Fast forward a bit. I have the college degree and also am working in the book editing field. Yet, I still keep coming back to teaching, something I really love doing. And I am still seeing the public school teachers teaching limudei chol classes. While my children are still fairly young I remain on Staten Island and teach English in a day school there. My son attends school in Staten Island--all the limudei chol teachers are college educated --and my girls commute to Brooklyn, and their limudei chol teachers are all also college graduates. And then my kids get older and I leave Staten Island to Brooklyn for a high school teaching job. And then my eyes are opened to what is becoming the new trend.

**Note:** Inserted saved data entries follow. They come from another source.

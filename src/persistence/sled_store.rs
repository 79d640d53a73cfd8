//! Durable queue store backed by `sled`.
//!
//! Records live in the `records` tree keyed by their big-endian id. Pending
//! records are additionally indexed in the `pending` tree by
//! `(created_at, id)`, so a forward scan of that tree yields the oldest
//! pending messages first. The id counter lives in `meta` and is bumped in the
//! same transaction that writes the record, which keeps ids monotonic across
//! restarts even if records are later compacted away by an external tool.
//!
//! Every multi-tree write goes through a sled transaction and is flushed
//! before returning. Background flushing is turned off. An append whose flush
//! fails is withdrawn again before the error is returned, so a caller that
//! retries never leaves a duplicate behind.

use std::path::{Path, PathBuf};
use std::sync::{Arc, Mutex, MutexGuard, PoisonError};

use chrono::Utc;
use serde::{Deserialize, Serialize};
use sled::transaction::{ConflictableTransactionError, ConflictableTransactionResult};
use sled::{Db, Transactional, Tree};
use tracing::{debug, error};

use crate::utils::error::StorageFault;

const RECORDS_TREE: &str = "records";
const PENDING_TREE: &str = "pending";
const META_TREE: &str = "meta";
const NEXT_ID_KEY: &[u8] = b"next_id";

/// Default cap on a single payload.
pub const DEFAULT_MAX_PAYLOAD_BYTES: usize = 4 << 20;
/// Hard ceiling for `with_max_payload_bytes`. A payload this size still fits
/// in one sync frame once encoded.
pub const MAX_PAYLOAD_BYTES_CEILING: usize = 32 << 20;

#[derive(Serialize, Deserialize, Debug, Clone, Copy, PartialEq, Eq)]
#[serde(rename_all = "lowercase")]
pub enum Status {
    Pending,
    Sent,
}

/// A message accepted by the edge node, as persisted on disk.
#[derive(Serialize, Deserialize, Debug, Clone, PartialEq, Eq)]
pub struct MessageRecord {
    pub id: u64,
    pub topic: String,
    pub payload: Vec<u8>,
    /// Seconds since the Unix epoch.
    pub created_at: i64,
    pub status: Status,
}

/// Durable, ordered outbox of one edge node.
///
/// Clones share the same trees and write guard.
#[derive(Clone)]
pub struct QueueStore {
    db: Db,
    records: Tree,
    pending: Tree,
    meta: Tree,
    guard: Arc<Mutex<()>>,
    max_payload_bytes: usize,
}

impl QueueStore {
    /// Open or create a store at `path`.
    pub fn open(path: impl AsRef<Path>) -> Result<Self, StorageFault> {
        let path = path.as_ref();
        let db = sled::Config::new()
            .path(path)
            .flush_every_ms(None)
            .open()?;

        let store = Self {
            records: db.open_tree(RECORDS_TREE)?,
            pending: db.open_tree(PENDING_TREE)?,
            meta: db.open_tree(META_TREE)?,
            db,
            guard: Arc::new(Mutex::new(())),
            max_payload_bytes: DEFAULT_MAX_PAYLOAD_BYTES,
        };

        debug!(
            path = %path.display(),
            pending = store.pending.len(),
            "opened queue store"
        );
        Ok(store)
    }

    /// Open the store owned by `node_id` under `data_dir`.
    pub fn for_node(data_dir: impl AsRef<Path>, node_id: &str) -> Result<Self, StorageFault> {
        Self::open(node_store_path(data_dir.as_ref(), node_id)?)
    }

    /// Reject payloads larger than `limit` bytes on `append`.
    ///
    /// The limit is capped at `MAX_PAYLOAD_BYTES_CEILING`.
    pub fn with_max_payload_bytes(mut self, limit: usize) -> Self {
        self.max_payload_bytes = limit.min(MAX_PAYLOAD_BYTES_CEILING);
        self
    }

    pub fn max_payload_bytes(&self) -> usize {
        self.max_payload_bytes
    }

    /// Persist a new pending record and return its id.
    ///
    /// Returns only after the record is flushed to disk. On `Err` the record
    /// is not pending: either nothing was written or the write was withdrawn
    /// after a failed flush. The id it took is never handed out again.
    pub fn append(&self, topic: &str, payload: &[u8]) -> Result<u64, StorageFault> {
        let _guard = self.lock();
        self.append_locked(topic, payload, Utc::now().timestamp(), |db| db.flush())
    }

    pub(crate) fn append_at(
        &self,
        topic: &str,
        payload: &[u8],
        created_at: i64,
    ) -> Result<u64, StorageFault> {
        let _guard = self.lock();
        self.append_locked(topic, payload, created_at, |db| db.flush())
    }

    /// Body of `append`. The caller holds the write guard; `flush` makes the
    /// committed transaction durable.
    pub(crate) fn append_locked<F>(
        &self,
        topic: &str,
        payload: &[u8],
        created_at: i64,
        flush: F,
    ) -> Result<u64, StorageFault>
    where
        F: FnOnce(&Db) -> sled::Result<usize>,
    {
        if payload.len() > self.max_payload_bytes {
            return Err(StorageFault::PayloadTooLarge {
                size: payload.len(),
                limit: self.max_payload_bytes,
            });
        }

        let id = (&self.records, &self.pending, &self.meta).transaction(
            |(records, pending, meta)| -> ConflictableTransactionResult<u64, StorageFault> {
                let id = match meta.get(NEXT_ID_KEY)? {
                    Some(raw) => decode_u64(&raw).map_err(ConflictableTransactionError::Abort)?,
                    None => 1,
                };

                let record = MessageRecord {
                    id,
                    topic: topic.to_string(),
                    payload: payload.to_vec(),
                    created_at,
                    status: Status::Pending,
                };
                let encoded = serde_json::to_vec(&record)
                    .map_err(|e| ConflictableTransactionError::Abort(StorageFault::Codec(e)))?;

                let empty: &[u8] = &[];
                records.insert(&id.to_be_bytes()[..], encoded)?;
                pending.insert(&pending_key(created_at, id)[..], empty)?;
                meta.insert(NEXT_ID_KEY, &(id + 1).to_be_bytes()[..])?;
                Ok(id)
            },
        )?;

        if let Err(e) = flush(&self.db) {
            self.withdraw(id, created_at);
            return Err(e.into());
        }
        Ok(id)
    }

    /// Undo the record half of an append. `next_id` stays bumped.
    fn withdraw(&self, id: u64, created_at: i64) {
        let result = (&self.records, &self.pending).transaction(
            |(records, pending)| -> ConflictableTransactionResult<(), StorageFault> {
                records.remove(&id.to_be_bytes()[..])?;
                pending.remove(&pending_key(created_at, id)[..])?;
                Ok(())
            },
        );
        if let Err(e) = result.map_err(StorageFault::from) {
            error!(id, "failed to withdraw unflushed record: {e}");
        }
    }

    /// Up to `limit` pending records, oldest first. Never changes state.
    pub fn peek_pending(&self, limit: usize) -> Result<Vec<MessageRecord>, StorageFault> {
        let _guard = self.lock();

        let mut batch = Vec::with_capacity(limit.min(self.pending.len()));
        for entry in self.pending.iter().take(limit) {
            let (key, _) = entry?;
            let id = id_from_pending_key(&key)?;
            let raw = self.records.get(id.to_be_bytes())?.ok_or_else(|| {
                StorageFault::Corrupted(format!("pending index names missing record {id}"))
            })?;
            batch.push(serde_json::from_slice(&raw)?);
        }
        Ok(batch)
    }

    /// Mark the named ids as sent. Unknown and already-sent ids are ignored.
    ///
    /// Returns how many records changed state.
    pub fn mark_sent(&self, ids: &[u64]) -> Result<usize, StorageFault> {
        if ids.is_empty() {
            return Ok(0);
        }
        let _guard = self.lock();

        let marked = (&self.records, &self.pending).transaction(
            |(records, pending)| -> ConflictableTransactionResult<usize, StorageFault> {
                let mut marked = 0;
                for &id in ids {
                    let key = id.to_be_bytes();
                    let Some(raw) = records.get(&key)? else {
                        continue;
                    };
                    let mut record: MessageRecord = serde_json::from_slice(&raw)
                        .map_err(|e| ConflictableTransactionError::Abort(StorageFault::Codec(e)))?;
                    if record.status == Status::Sent {
                        continue;
                    }

                    record.status = Status::Sent;
                    let encoded = serde_json::to_vec(&record)
                        .map_err(|e| ConflictableTransactionError::Abort(StorageFault::Codec(e)))?;
                    records.insert(&key[..], encoded)?;
                    pending.remove(&pending_key(record.created_at, id)[..])?;
                    marked += 1;
                }
                Ok(marked)
            },
        )?;

        if marked > 0 {
            self.db.flush()?;
        }
        Ok(marked)
    }

    pub fn get(&self, id: u64) -> Result<Option<MessageRecord>, StorageFault> {
        let _guard = self.lock();
        match self.records.get(id.to_be_bytes())? {
            Some(raw) => Ok(Some(serde_json::from_slice(&raw)?)),
            None => Ok(None),
        }
    }

    pub fn pending_count(&self) -> usize {
        self.pending.len()
    }

    /// Total records, pending and sent.
    pub fn len(&self) -> usize {
        self.records.len()
    }

    pub fn is_empty(&self) -> bool {
        self.records.is_empty()
    }

    // sled transactions never leave partial writes behind a panic, so a
    // poisoned guard is still safe to reuse.
    fn lock(&self) -> MutexGuard<'_, ()> {
        self.guard.lock().unwrap_or_else(PoisonError::into_inner)
    }
}

/// Location of the store owned by `node_id`.
pub fn node_store_path(data_dir: &Path, node_id: &str) -> Result<PathBuf, StorageFault> {
    let invalid = node_id.trim().is_empty()
        || node_id.contains(['/', '\\'])
        || node_id.contains("..");
    if invalid {
        return Err(StorageFault::InvalidNodeId(node_id.to_string()));
    }
    Ok(data_dir.join(format!("edge_node_{node_id}")))
}

/// `(created_at, id)` encoded so byte order matches numeric order.
fn pending_key(created_at: i64, id: u64) -> [u8; 16] {
    let mut key = [0u8; 16];
    key[..8].copy_from_slice(&((created_at as u64) ^ (1 << 63)).to_be_bytes());
    key[8..].copy_from_slice(&id.to_be_bytes());
    key
}

fn id_from_pending_key(key: &[u8]) -> Result<u64, StorageFault> {
    if key.len() != 16 {
        return Err(StorageFault::Corrupted(format!(
            "pending index key has {} bytes",
            key.len()
        )));
    }
    decode_u64(&key[8..])
}

fn decode_u64(raw: &[u8]) -> Result<u64, StorageFault> {
    let bytes: [u8; 8] = raw
        .try_into()
        .map_err(|_| StorageFault::Corrupted(format!("expected 8-byte integer, got {}", raw.len())))?;
    Ok(u64::from_be_bytes(bytes))
}

impl std::fmt::Debug for QueueStore {
    fn fmt(&self, f: &mut std::fmt::Formatter<'_>) -> std::fmt::Result {
        f.debug_struct("QueueStore")
            .field("db", &"sled::Db")
            .field("records", &self.records.len())
            .field("pending", &self.pending.len())
            .field("max_payload_bytes", &self.max_payload_bytes)
            .finish()
    }
}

While most of us teaching lumidei chol were "older" and therefore college educated, the younger teachers being hired were not. Two were college students, the rest were not. And without exception every woman was frum. One young married woman was teaching science--her qualifications for teaching this subject were that she had "majored" in biology in high school and she was a straight "A" student in the subject in high school. Only one of the math teachers had a college degree. But, as the school said, they were "great" teachers and the students were getting just as much as they needed to get. And the graduates of this school, after they had gone to seminary to get "proper teaching credentials" were going out and teaching in yeshivot around the city, some of them limudei chol. And I went home at night and had nightmares.

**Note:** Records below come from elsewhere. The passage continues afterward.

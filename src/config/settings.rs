use std::time::Duration;

use serde::Deserialize;

use crate::persistence::DEFAULT_MAX_PAYLOAD_BYTES;
use crate::sync::SyncConfig;

/// Top-level configuration settings for an edge node process.
#[derive(Debug, Deserialize, Clone)]
pub struct Settings {
    pub node: NodeSettings,
    pub sync: SyncSettings,
    pub logging: LoggingSettings,
}

/// Identity of this node and where its queue lives.
#[derive(Debug, Deserialize, Clone)]
pub struct NodeSettings {
    pub id: String,
    pub data_dir: String,
    /// Largest payload `enqueue` accepts.
    pub max_payload_bytes: usize,
}

/// How and how often the node talks to the broker.
#[derive(Debug, Deserialize, Clone)]
pub struct SyncSettings {
    pub broker_url: String,
    pub batch_size: usize,
    pub timeout_ms: u64,
    pub max_batch_bytes: usize,
    /// Delay between scheduled flushes in the runner binary.
    pub interval_secs: u64,
}

impl SyncSettings {
    pub fn sync_config(&self) -> SyncConfig {
        SyncConfig {
            batch_size: self.batch_size,
            timeout: Duration::from_millis(self.timeout_ms),
            max_batch_bytes: self.max_batch_bytes,
        }
    }

    pub fn interval(&self) -> Duration {
        Duration::from_secs(self.interval_secs.max(1))
    }
}

/// Log verbosity for the runner binary.
#[derive(Debug, Deserialize, Clone)]
pub struct LoggingSettings {
    pub level: String,
}

/// Partial configuration settings loaded from files or environment.
///
/// Missing values are filled from `Settings::default()`.
#[derive(Debug, Deserialize)]
pub struct PartialSettings {
    pub node: Option<PartialNodeSettings>,
    pub sync: Option<PartialSyncSettings>,
    pub logging: Option<PartialLoggingSettings>,
}

#[derive(Debug, Deserialize)]
pub struct PartialNodeSettings {
    pub id: Option<String>,
    pub data_dir: Option<String>,
    pub max_payload_bytes: Option<usize>,
}

#[derive(Debug, Deserialize)]
pub struct PartialSyncSettings {
    pub broker_url: Option<String>,
    pub batch_size: Option<usize>,
    pub timeout_ms: Option<u64>,
    pub max_batch_bytes: Option<usize>,
    pub interval_secs: Option<u64>,
}

#[derive(Debug, Deserialize)]
pub struct PartialLoggingSettings {
    pub level: Option<String>,
}

impl Default for Settings {
    fn default() -> Self {
        Self {
            node: NodeSettings {
                id: "edge-1".to_string(),
                data_dir: "data".to_string(),
                max_payload_bytes: DEFAULT_MAX_PAYLOAD_BYTES,
            },
            sync: SyncSettings {
                broker_url: "ws://127.0.0.1:8080".to_string(),
                batch_size: SyncConfig::DEFAULT_BATCH_SIZE,
                timeout_ms: SyncConfig::DEFAULT_TIMEOUT.as_millis() as u64,
                max_batch_bytes: SyncConfig::DEFAULT_MAX_BATCH_BYTES,
                interval_secs: 5,
            },
            logging: LoggingSettings {
                level: "info".to_string(),
            },
        }
    }
}

impl PartialSettings {
    /// Overlay what was provided on top of the defaults.
    pub fn merge_with_defaults(self) -> Settings {
        let default = Settings::default();
        let node = self.node;
        let sync = self.sync;
        let logging = self.logging;

        Settings {
            node: NodeSettings {
                id: node
                    .as_ref()
                    .and_then(|n| n.id.clone())
                    .unwrap_or(default.node.id),
                data_dir: node
                    .as_ref()
                    .and_then(|n| n.data_dir.clone())
                    .unwrap_or(default.node.data_dir),
                max_payload_bytes: node
                    .as_ref()
                    .and_then(|n| n.max_payload_bytes)
                    .unwrap_or(default.node.max_payload_bytes),
            },
            sync: SyncSettings {
                broker_url: sync
                    .as_ref()
                    .and_then(|s| s.broker_url.clone())
                    .unwrap_or(default.sync.broker_url),
                batch_size: sync
                    .as_ref()
                    .and_then(|s| s.batch_size)
                    .unwrap_or(default.sync.batch_size),
                timeout_ms: sync
                    .as_ref()
                    .and_then(|s| s.timeout_ms)
                    .unwrap_or(default.sync.timeout_ms),
                max_batch_bytes: sync
                    .as_ref()
                    .and_then(|s| s.max_batch_bytes)
                    .unwrap_or(default.sync.max_batch_bytes),
                interval_secs: sync
                    .as_ref()
                    .and_then(|s| s.interval_secs)
                    .unwrap_or(default.sync.interval_secs),
            },
            logging: LoggingSettings {
                level: logging
                    .and_then(|l| l.level)
                    .unwrap_or(default.logging.level),
            },
        }
    }
}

And also for the first time I got a new name--I was not a limudei chol teacher nor was I an English teacher: I taught "goyish" subjects. This was sometimes shortened--we were the "goyish" teachers. And the handwriting was clearly on the wall.

In the boys elementary yeshivot female public school teachers had been teaching the younger grades secular studies. This too would change. The push was for only male teachers in the boys yeshivot, elementary and high school, although they were still public school teachers. And then this would also change. The yeshivot wanted only frum male teachers. There were a number of frum males teaching public school so for the most part the yeshivot hired them. And then, yup, this changed. The yeshivot started taking in a few college students to teach and plenty who were not.

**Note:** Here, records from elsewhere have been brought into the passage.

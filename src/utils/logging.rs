/// Initialize tracing/logging for the edge node.
///
/// The level string comes from configuration; anything unrecognized falls back
/// to `info`.
pub fn init(default_level: &str) {
    let _ = tracing_subscriber::fmt()
        .with_max_level(parse_level(default_level))
        .with_target(false)
        .try_init();
}

pub(crate) fn parse_level(level: &str) -> tracing::Level {
    match level.trim().to_lowercase().as_str() {
        "error" => tracing::Level::ERROR,
        "warn" | "warning" => tracing::Level::WARN,
        "debug" => tracing::Level::DEBUG,
        "trace" => tracing::Level::TRACE,
        _ => tracing::Level::INFO,
    }
}
mod settings;

use config::{Config, ConfigError, Environment, File};

use settings::PartialSettings;

pub use settings::{LoggingSettings, NodeSettings, Settings, SyncSettings};

/// Prefix for environment overrides, e.g. `EDGE_SYNC__BATCH_SIZE=50`.
pub const ENV_PREFIX: &str = "EDGE";

/// Loads `config/default.*` (if present) plus `EDGE_*` environment variables
/// and merges them with default values.
pub fn load_config() -> Result<Settings, ConfigError> {
    load("config/default", false)
}

/// Same as `load_config`, but reads the given file, which must exist.
pub fn load_config_from(path: &str) -> Result<Settings, ConfigError> {
    load(path, true)
}

fn load(path: &str, required: bool) -> Result<Settings, ConfigError> {
    let config = Config::builder()
        .add_source(File::with_name(path).required(required))
        .add_source(
            Environment::with_prefix(ENV_PREFIX)
                .prefix_separator("_")
                .separator("__")
                .try_parsing(true),
        )
        .build()?;

    // Try to deserialize what is available
    let partial: PartialSettings = config.try_deserialize()?;
    Ok(partial.merge_with_defaults())
}
//! # edgeq
//!
//! `edgeq` is an edge-resident store-and-forward message queue. Producers at
//! the network edge hand messages to a local, durable queue; the queue is
//! drained to a central broker whenever a sync round succeeds.
//!
//! A message accepted by `enqueue` stays `pending` on disk until the broker
//! names its id in an acknowledgment. Resending is always safe because the
//! broker deduplicates by id, so delivery is at-least-once from the broker's
//! point of view and exactly-once from the edge's.
//!
//! ## Core Modules
//!
//! - `persistence`: The sled-backed durable queue (`QueueStore`).
//! - `sync`: One sync round (`SyncClient::sync_once`), the wire messages, and the transport seam.
//! - `edge`: The `EdgeNode` facade exposing `enqueue` and `flush`.
//! - `endpoint`: The broker-side contract plus a WebSocket adapter and an in-memory implementation.
//! - `config`: Loading node settings from files and environment.
//! - `utils`: Fault types and logging setup.

pub mod config;
pub mod edge;
pub mod endpoint;
pub mod persistence;
pub mod sync;
pub mod utils;

pub use edge::{EdgeNode, NodeState};
pub use persistence::{MessageRecord, QueueStore, Status};
pub use sync::{SyncClient, SyncConfig, SyncOutcome};
pub use utils::error::{ProtocolFault, StorageFault, SyncFailure, TransportFault};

So what is the state of secular education teachers in yeshivot today? There is still a core of us, getting older and thinking about retirement, who are college educated and credentialed in the fields we are teaching in. But our replacements are not, for the most part. The shrinking pool of frum girls from New York yeshiva high schools who go to college is being funneled into other fields then teaching. There are lots and lots of girls majoring in the "therapy" fields and hardly any majoring in English or History or Math or Biology or Chemistry. The same for the boys; the small group that goes to college is majoring in Accounting and Computers and Finance, not education or the school-required subjects. [Note: the few boys majoring in the sciences are planning to attend dental school or medical school, not teach.] So, if you don't have frum college educated people trained in the fields that they are going to be teaching in, what do you do? You hire college students majoring in other fields, or you hire non-college students who are "talented," or you hire high school graduates "who need the parnoseh."

The formula seems to be very clear: the more "to the right" a yeshiva ketana or high school has moved, the less "credentialed" the limudei chol staff becomes. And when the core group of us does actually retire, the void will be filled by whom? We are fast moving to the point where "the blind are leading the deaf and the dumb."


The sad truth is that yeshiva ketanas and high schools have devalued secular subjects and thus the people who teach them. Where English as a subject is seen as something the State forces the schools to teach and nothing more, something of little or no value, teachers of English are not valued either. And the same for all the other state mandated subjects. So it doesn't matter who teaches these subjects because the subject matter isn't important.


Has this been your experience? Do you agree or disagree? Let me hear from you.